Understanding the origin of evolutionary innovation using water strider propelling fan as a model

scRNA-seq
EvoDevo
Francesconi Team
ongoing
Authors

Laurent Modolo

Mirko Francesconi

Arnaud Badiane

Published

January 24, 2023

Porteur du projet

Mirko Francesconi

Personnes

Laurent Modolo, Mirko Francesconi, Arnaud Badiane

Problématique biologique

During evolution organismal traits become gradually more adapted thanks to natural selection. But how do completely new traits arise in the first place? Understanding the evolutionary and developmental origin of innovations is currently a major goal in biology.

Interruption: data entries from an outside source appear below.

//! Programmable transaction assembly.

use anyhow::{anyhow, Context, Result};
use serde::Serialize;
use sui_bind_types::{Argument, CallArg, Command, ProgrammableMoveCall, ProgrammableTransaction};
use tracing::debug;

use crate::call_args::CallArgManager;
use crate::encoder::{EncodedArgValue, EncodedCall, EncodedCallArgument};
use crate::object_resolver::ObjectResolver;

/// Builds one programmable transaction, command by command.
///
/// Inputs are deduplicated across every appended call, so two calls that
/// take the same shared object reference a single input.
#[derive(Debug, Clone, Default)]
pub struct PtbBuilder {
    inputs: CallArgManager,
    commands: Vec<Command>,
}

impl PtbBuilder {
    pub fn new() -> Self {
        Self::default()
    }

    /// Continue building on top of an existing transaction.
    pub fn from_transaction(pt: ProgrammableTransaction) -> Self {
        Self {
            inputs: CallArgManager::with_existing(pt.inputs),
            commands: pt.commands,
        }
    }

    pub fn inputs(&self) -> &[CallArg] {
        self.inputs.inputs()
    }

    pub fn commands(&self) -> &[Command] {
        &self.commands
    }

    /// Resolve, validate and append an encoded call.
    ///
    /// Returns the call's result, usable as an argument of later commands.
    pub fn append_call(&mut self, resolver: &ObjectResolver, encoded: &EncodedCall) -> Result<Argument> {
        let resolved = encoded
            .call_args
            .iter()
            .enumerate()
            .map(|(i, arg)| match &arg.value {
                EncodedArgValue::Argument(_) => Ok(arg.clone()),
                EncodedArgValue::CallArg(call_arg) => {
                    let resolved = resolver
                        .resolve_call_arg(call_arg, arg.type_name())
                        .with_context(|| format!("failed to resolve CallArg at index {}", i))?;
                    Ok(EncodedCallArgument::call_arg(resolved, arg.type_name.clone()))
                }
            })
            .collect::<Result<Vec<_>>>()?;

        let call = EncodedCall {
            call_args: resolved,
            ..encoded.clone()
        };
        call.validate_call_args()
            .with_context(|| format!("invalid arguments for {}", call))?;

        let arguments = self
            .inputs
            .convert_encoded_call_args(&call.call_args)
            .context("failed to convert encoded call arguments")?;
        let move_call = call.to_move_call(arguments)?;
        debug!(call = %move_call, inputs = self.inputs.len(), "appending move call");
        self.move_call(move_call)
    }

    /// Push a move call whose arguments are already slots of this builder.
    pub fn move_call(&mut self, call: ProgrammableMoveCall) -> Result<Argument> {
        self.command(Command::MoveCall(Box::new(call)))
    }

    /// Add an input, deduplicating objects.
    pub fn input(&mut self, arg: CallArg) -> Result<Argument> {
        self.inputs.add_call_arg(arg)
    }

    /// Add a BCS-encoded pure input.
    pub fn pure<T: Serialize>(&mut self, value: &T) -> Result<Argument> {
        self.input(CallArg::pure(value)?)
    }

    pub fn transfer_objects(&mut self, objects: Vec<Argument>, recipient: Argument) -> Result<Argument> {
        self.command(Command::TransferObjects(objects, recipient))
    }

    pub fn split_coins(&mut self, coin: Argument, amounts: Vec<Argument>) -> Result<Argument> {
        self.command(Command::SplitCoins(coin, amounts))
    }

    pub fn merge_coins(&mut self, target: Argument, sources: Vec<Argument>) -> Result<Argument> {
        self.command(Command::MergeCoins(target, sources))
    }

    fn command(&mut self, command: Command) -> Result<Argument> {
        let index = u16::try_from(self.commands.len())
            .map_err(|_| anyhow!("too many commands: index {} exceeds u16", self.commands.len()))?;
        self.commands.push(command);
        Ok(Argument::Result(index))
    }

    /// Finish the transaction; every input must be resolved.
    pub fn finish(self) -> Result<ProgrammableTransaction> {
        let pt = ProgrammableTransaction {
            inputs: self.inputs.into_inputs(),
            commands: self.commands,
        };
        pt.check_inputs_resolved()?;
        Ok(pt)
    }
}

Arnaud Badiane, a postdoc shared between The Khila, and Francesconi teams (hired in the context of the ANR project Geisha which also includes Laurent Modolo) is studying the developmental and evolutionary origin of the propelling fan of the water strider Rhagovelia (Figure1A) as a model system of evolutionary innovation. The fan is composed of ~20 plume-like structures in the mid-leg that can be deployed or retracted as the animal rows on the water (Santos et al., 2017; Figure 1B) and it is a striking new trait that allows the Rhagovelia water strider to move fast on the water surface and colonize fast flowing streams, a previously unexploited ecological niche. The fan therefore likely contributed to the burst of speciation in Rhagovelia lineage which with over 400 species (all with fans) contributes to almost half of the 900 species of the Veliidae family that includes 61 genera.

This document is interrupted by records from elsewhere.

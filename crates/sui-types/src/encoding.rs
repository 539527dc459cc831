//! Encoding utilities for addresses, hex and base64.
//!
//! Sui addresses (and object IDs) are 32-byte values written in several forms:
//! - Short form: "0x2"
//! - Full form: "0x0000000000000000000000000000000000000000000000000000000000000002"
//! - Without prefix: "2"
//!
//! Everything that compares or caches addresses goes through [`normalize_address`].

use anyhow::{anyhow, bail, Result};
use move_core_types::account_address::AccountAddress;

/// Length of a Sui address / object ID in bytes.
pub const SUI_ADDRESS_LENGTH: usize = 32;

// =============================================================================
// Address Normalization
// =============================================================================

/// Normalize an address string to lowercase with 0x prefix and 64 hex characters.
///
/// Unlike a plain pad-and-lowercase, this rejects empty input, non-hex
/// characters and values wider than 32 bytes.
///
/// # Examples
///
/// ```
/// use sui_bind_types::encoding::normalize_address;
///
/// assert_eq!(
///     normalize_address("0x2").unwrap(),
///     "0x0000000000000000000000000000000000000000000000000000000000000002"
/// );
/// assert!(normalize_address("").is_err());
/// ```
pub fn normalize_address(addr: &str) -> Result<String> {
    let addr = addr.trim();
    if addr.is_empty() {
        bail!("empty address string");
    }
    let hex = addr
        .strip_prefix("0x")
        .or_else(|| addr.strip_prefix("0X"))
        .unwrap_or(addr)
        .to_lowercase();
    if hex.is_empty() {
        bail!("address '{}' has no hex digits", addr);
    }
    if hex.len() > SUI_ADDRESS_LENGTH * 2 {
        bail!(
            "address '{}' is longer than {} bytes",
            addr,
            SUI_ADDRESS_LENGTH
        );
    }
    if !hex.chars().all(|c| c.is_ascii_hexdigit()) {
        bail!("address '{}' contains non-hex characters", addr);
    }
    Ok(format!("0x{:0>64}", hex))
}

/// Parse a hex string to an AccountAddress with a context-aware error message.
///
/// # Arguments
/// * `hex_str` - Hex string (with or without 0x prefix, short or full form)
/// * `context` - Description for error messages (e.g., "object ID", "package address")
pub fn parse_address(hex_str: &str, context: &str) -> Result<AccountAddress> {
    let normalized =
        normalize_address(hex_str).map_err(|e| anyhow!("Invalid {} '{}': {}", context, hex_str, e))?;
    AccountAddress::from_hex_literal(&normalized)
        .map_err(|e| anyhow!("Invalid {} '{}': {}", context, hex_str, e))
}

/// Render raw address bytes as a full 0x-prefixed hex string.
pub fn address_from_bytes(bytes: &[u8]) -> Result<String> {
    if bytes.len() != SUI_ADDRESS_LENGTH {
        bail!(
            "invalid address bytes length: expected {} bytes, got {}",
            SUI_ADDRESS_LENGTH,
            bytes.len()
        );
    }
    Ok(format!("0x{}", hex::encode(bytes)))
}

/// Format an AccountAddress as a full 66-character hex string (0x + 64 hex chars).
pub fn format_address(addr: &AccountAddress) -> String {
    format!("0x{}", hex::encode(addr.as_ref()))
}

/// Parse a hex string (optional 0x prefix) into raw bytes.
pub fn parse_hex_bytes(hex_str: &str, context: &str) -> Result<Vec<u8>> {
    let trimmed = hex_str.trim();
    let stripped = trimmed.strip_prefix("0x").unwrap_or(trimmed);
    hex::decode(stripped).map_err(|e| anyhow!("Invalid {} hex '{}': {}", context, hex_str, e))
}

// =============================================================================
// Base64 Encoding/Decoding
// =============================================================================

/// Encode bytes to a standard base64 string.
pub fn base64_encode(bytes: &[u8]) -> String {
    use base64::Engine;
    base64::engine::general_purpose::STANDARD.encode(bytes)
}

/// Decode a base64 string with a context-aware error message.
pub fn base64_decode(b64: &str, context: &str) -> Result<Vec<u8>> {
    use base64::Engine;
    base64::engine::general_purpose::STANDARD
        .decode(b64)
        .map_err(|e| anyhow!("Failed to decode {} from base64: {}", context, e))
}

#[cfg(test)]
mod tests {
    use super::*;

    #[test]
    fn test_normalize_address() {
        assert_eq!(
            normalize_address("0xABC").unwrap(),
            "0x0000000000000000000000000000000000000000000000000000000000000abc"
        );
        assert_eq!(
            normalize_address("  abc ").unwrap(),
            "0x0000000000000000000000000000000000000000000000000000000000000abc"
        );
        let full = "0x1111111111111111111111111111111111111111111111111111111111111111";
        assert_eq!(normalize_address(full).unwrap(), full);
    }

    #[test]
    fn test_normalize_address_rejects_garbage() {
        assert!(normalize_address("").is_err());
        assert!(normalize_address("0x").is_err());
        assert!(normalize_address("0xzz").is_err());
        let too_long = format!("0x{}", "1".repeat(65));
        assert!(normalize_address(&too_long).is_err());
    }

    #[test]
    fn test_parse_address() {
        let addr = parse_address("0x2", "package").unwrap();
        assert_eq!(addr, AccountAddress::from_hex_literal("0x2").unwrap());

        let err = parse_address("nothex", "package").unwrap_err();
        assert!(err.to_string().contains("Invalid package"));
    }

    #[test]
    fn test_address_from_bytes() {
        let mut bytes = [0u8; 32];
        bytes[31] = 0x2a;
        let s = address_from_bytes(&bytes).unwrap();
        assert_eq!(s.len(), 66);
        assert!(s.ends_with("2a"));
        assert!(address_from_bytes(&[1, 2, 3]).is_err());
    }

    #[test]
    fn test_format_address() {
        let addr = AccountAddress::from_hex_literal("0x2").unwrap();
        assert_eq!(
            format_address(&addr),
            "0x0000000000000000000000000000000000000000000000000000000000000002"
        );
    }

    #[test]
    fn test_base64_decode_error_names_context() {
        let err = base64_decode("not-valid-base64!!!", "tx bytes").unwrap_err();
        assert!(err.to_string().contains("tx bytes"));
        assert_eq!(base64_decode(&base64_encode(b"abc"), "x").unwrap(), b"abc");
    }

    #[test]
    fn test_parse_hex_bytes() {
        assert_eq!(parse_hex_bytes("0xdeadbeef", "t").unwrap(), vec![0xde, 0xad, 0xbe, 0xef]);
        assert!(parse_hex_bytes("0xabc", "t").is_err());
    }
}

The aim of the project is to investigate the origin of the fan by comparing single cell gene expression of leg development in Rhagovelia (mid-leg with fan and hind leg without fan) and in its sister genus Tetraripis which have two pairs of bushy fans, one in the mid- (Figure 2C) and one in the hind-legs (Figure 2D) as well as in a fan-less sister species.

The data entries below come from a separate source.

//! Gas coin selection and gas parameters.

use anyhow::{anyhow, Context, Result};
use move_core_types::language_storage::TypeTag;
use sui_bind_types::encoding::{normalize_address, parse_address};
use sui_bind_types::{parse_type_tag, ObjectDigest, ObjectRef, SUI_COIN_TYPE};
use sui_transport::{Coin, SuiRpc};
use tracing::debug;

pub const DEFAULT_GAS_BUDGET: u64 = 200_000_000;

const COIN_PAGE_LIMIT: usize = 50;

/// Caller overrides for gas. Unset fields fall back to the first SUI coin,
/// [`DEFAULT_GAS_BUDGET`] and the node's reference gas price.
#[derive(Debug, Clone, Default, PartialEq, Eq)]
pub struct TxOpts {
    pub gas_object: Option<String>,
    pub gas_budget: Option<u64>,
    pub gas_price: Option<u64>,
}

impl TxOpts {
    pub fn gas_budget(&self) -> u64 {
        self.gas_budget.unwrap_or(DEFAULT_GAS_BUDGET)
    }
}

fn is_sui_coin(coin: &Coin, sui: &TypeTag) -> bool {
    parse_type_tag(&coin.coin_type)
        .map(|tag| &tag == sui)
        .unwrap_or(false)
}

fn coin_ref(coin: &Coin) -> Result<ObjectRef> {
    let digest: ObjectDigest = coin
        .digest
        .parse()
        .with_context(|| format!("coin {}", coin.coin_object_id))?;
    Ok(ObjectRef {
        object_id: parse_address(&coin.coin_object_id, "coin object ID")?,
        version: coin.version,
        digest,
    })
}

/// First SUI coin owned by `owner` accepted by `accept`.
///
/// Pages are fetched lazily; the walk stops at the first match.
fn find_sui_coin<F>(client: &dyn SuiRpc, owner: &str, mut accept: F) -> Result<Option<ObjectRef>>
where
    F: FnMut(&ObjectRef) -> bool,
{
    let owner = normalize_address(owner).map_err(|e| anyhow!("invalid address {}: {}", owner, e))?;
    let sui = parse_type_tag(SUI_COIN_TYPE)?;

    let mut cursor: Option<String> = None;
    loop {
        let page = client
            .get_all_coins(&owner, cursor.as_deref(), Some(COIN_PAGE_LIMIT))
            .with_context(|| format!("failed to get coins for address {}", owner))?;
        for coin in page.data.iter().filter(|c| is_sui_coin(c, &sui)) {
            let coin = coin_ref(coin)?;
            if accept(&coin) {
                return Ok(Some(coin));
            }
        }
        match page.next_cursor {
            Some(next) if page.has_next_page => cursor = Some(next),
            _ => return Ok(None),
        }
    }
}

/// First SUI coin owned by `owner`.
pub fn fetch_default_gas_coin_ref(client: &dyn SuiRpc, owner: &str) -> Result<ObjectRef> {
    let coin = find_sui_coin(client, owner, |_| true)?
        .ok_or_else(|| anyhow!("no SUI coins found for address {}", owner))?;
    debug!(coin = %coin.object_id.to_hex_literal(), version = coin.version, "selected default gas coin");
    Ok(coin)
}

/// Reference of a specific gas coin, which must be a SUI coin owned by `owner`.
pub fn gas_object_ref(client: &dyn SuiRpc, gas_object: &str, owner: &str) -> Result<ObjectRef> {
    let wanted = parse_address(gas_object, "gas object ID")?;
    find_sui_coin(client, owner, |coin| coin.object_id == wanted)?
        .ok_or_else(|| anyhow!("gas object {} not found in SUI coins owned by {}", gas_object, owner))
}

/// Gas payment for a transaction sent by `sender`.
pub fn resolve_gas_payment(client: &dyn SuiRpc, opts: &TxOpts, sender: &str) -> Result<ObjectRef> {
    match &opts.gas_object {
        Some(id) if !id.is_empty() => gas_object_ref(client, id, sender),
        _ => fetch_default_gas_coin_ref(client, sender),
    }
}

/// Caller override, else the node's reference gas price.
pub fn resolve_gas_price(client: &dyn SuiRpc, opts: &TxOpts) -> Result<u64> {
    if let Some(price) = opts.gas_price {
        return Ok(price);
    }
    client
        .get_reference_gas_price()
        .context("failed to get reference gas price")
}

To this end Arnaud is collecting single cell transcriptomic data using 10X genomics technology and he will analyze this data to find fan specific cell types, states, and developmental trajectories and use machine learning algorithms to build putative gene regulatory networks responsible for fan development that will have to be experimentally validated.

Questions

For this project Arnaud would benefit from the expertise of Laurent Modolo in setting up pipelines for processing and analyzing single cell transcriptomic data as well in machine learning algorithms for network reconstruction.

Données

scRNA-Seq

Date

La date du début du projet: 30/01/2023
La date d’obtention 30/01/2023
La date d’obtention de l’intégralité des données NA
La date souhaitée de fin du projet : 24/12/2023

Attentes

Mentoring of Arnaud for the analysis of the scRNA-Seq data generated by the project.